4. This is a loaded question because it presupposes that such a plan is even possible. Eradication of global poverty is pure fantasy simply because not all of us are willing to throw off the natural man and live under God’s law. To entertain such delusional visions represents a monumental waste of time and energy better expended simply trying to eradicate poverty one individual at a time.

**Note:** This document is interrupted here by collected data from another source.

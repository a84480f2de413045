//! CRI ACX (`.acx`): a simple subsong container, one flat table of
//! `(offset, size)` pairs pointing at independently-parseable embedded
//! streams (Ogg Vorbis in PC releases; other platforms used CRI ADX, not in
//! this crate's representative codec set). Each entry is handed to the
//! registry as its own subfile streamfile rather than parsed inline here —
//! ACX's only job is slicing out the right entry and recursing.

use super::Parser;
use crate::stream::Stream;
use crate::streamfile::{setup_subfile, Streamfile};

const MAX_SUBSONGS: u32 = 256;

/// Parser for the CRI ACX subsong container.
#[derive(Debug, Default)]
pub struct Acx;

impl Parser for Acx {
    fn name(&self) -> &'static str {
        "CRI ACX"
    }

    fn probe_and_open(&self, sf: &mut dyn Streamfile, subsong: u32) -> Option<Stream> {
        if crate::io::read_u32be(sf, 0x00) != 0 {
            return None;
        }

        let total_subsongs = crate::io::read_u32be(sf, 0x04);
        if total_subsongs == 0 || total_subsongs > MAX_SUBSONGS {
            return None;
        }

        let target = super::normalize_subsong(subsong);
        if target > total_subsongs {
            return None;
        }

        let entry_offset = 0x08 + u64::from(target - 1) * 0x08;
        let subfile_offset = u64::from(crate::io::read_u32be(sf, entry_offset));
        let subfile_size = u64::from(crate::io::read_u32be(sf, entry_offset + 0x04));
        if subfile_offset + subfile_size > sf.size() {
            return None;
        }

        let fake_ext = if crate::io::is_id32be(subfile_offset, sf, "OggS") {
            "ogg"
        } else {
            return None;
        };

        let mut subfile = setup_subfile(sf, subfile_offset, subfile_size, fake_ext);
        let mut stream = crate::registry::dispatch(&mut *subfile, 1)?;
        stream.num_streams = total_subsongs;
        stream.stream_index = target;
        Some(stream)
    }
}

#[cfg(test)]
mod test {
    use super::{Acx, Parser};
    use crate::streamfile::SliceFile;

    fn ogg_payload() -> Vec<u8> {
        let mut data = Vec::new();
        data.extend_from_slice(b"OggS");
        data.extend_from_slice(&[0u8; 2]);
        data.extend_from_slice(&100u64.to_le_bytes());
        data.extend_from_slice(&[0u8; 12]);
        data
    }

    #[test]
    fn rejects_too_many_subsongs() {
        let mut data = vec![0u8; 16];
        data[4..8].copy_from_slice(&300u32.to_be_bytes());
        let mut sf = SliceFile::new(data, "t.acx");
        assert!(Acx.probe_and_open(&mut sf, 0).is_none());
    }

    #[test]
    fn rejects_out_of_range_entry() {
        let payload = ogg_payload();
        let mut data = vec![0u8; 0x10];
        data[4..8].copy_from_slice(&1u32.to_be_bytes());
        data[8..12].copy_from_slice(&0x10u32.to_be_bytes());
        data[12..16].copy_from_slice(&(payload.len() as u32).to_be_bytes());
        data.extend_from_slice(&payload);
        let mut sf = SliceFile::new(data, "t.acx");
        assert!(Acx.probe_and_open(&mut sf, 2).is_none());
    }
}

I get very impatient with the argument that transfer payments have nothing to do with the command to be charitable to the poor because they do not involve a free will offering. It is not that this argument is necessarily wrong. I don’t think that people supporting transfer payments are being especially generous or virtuous. On the other hand, I have a hard time thinking that God’s command to care for the poor is focused exclusively on the virtue of the giver and has nothing to do with increasing the material well-being of the poor. Surely God cares about this, and it is a great good even if it is not accompanied by virrtue by the giver and perhaps comes with a bit of self-righteous hypocrisy by the policy wonks. Helping the poor is good. There may of course be other couterveiling arguments against transfer payments (such as that they are frequently counter productive, etc.).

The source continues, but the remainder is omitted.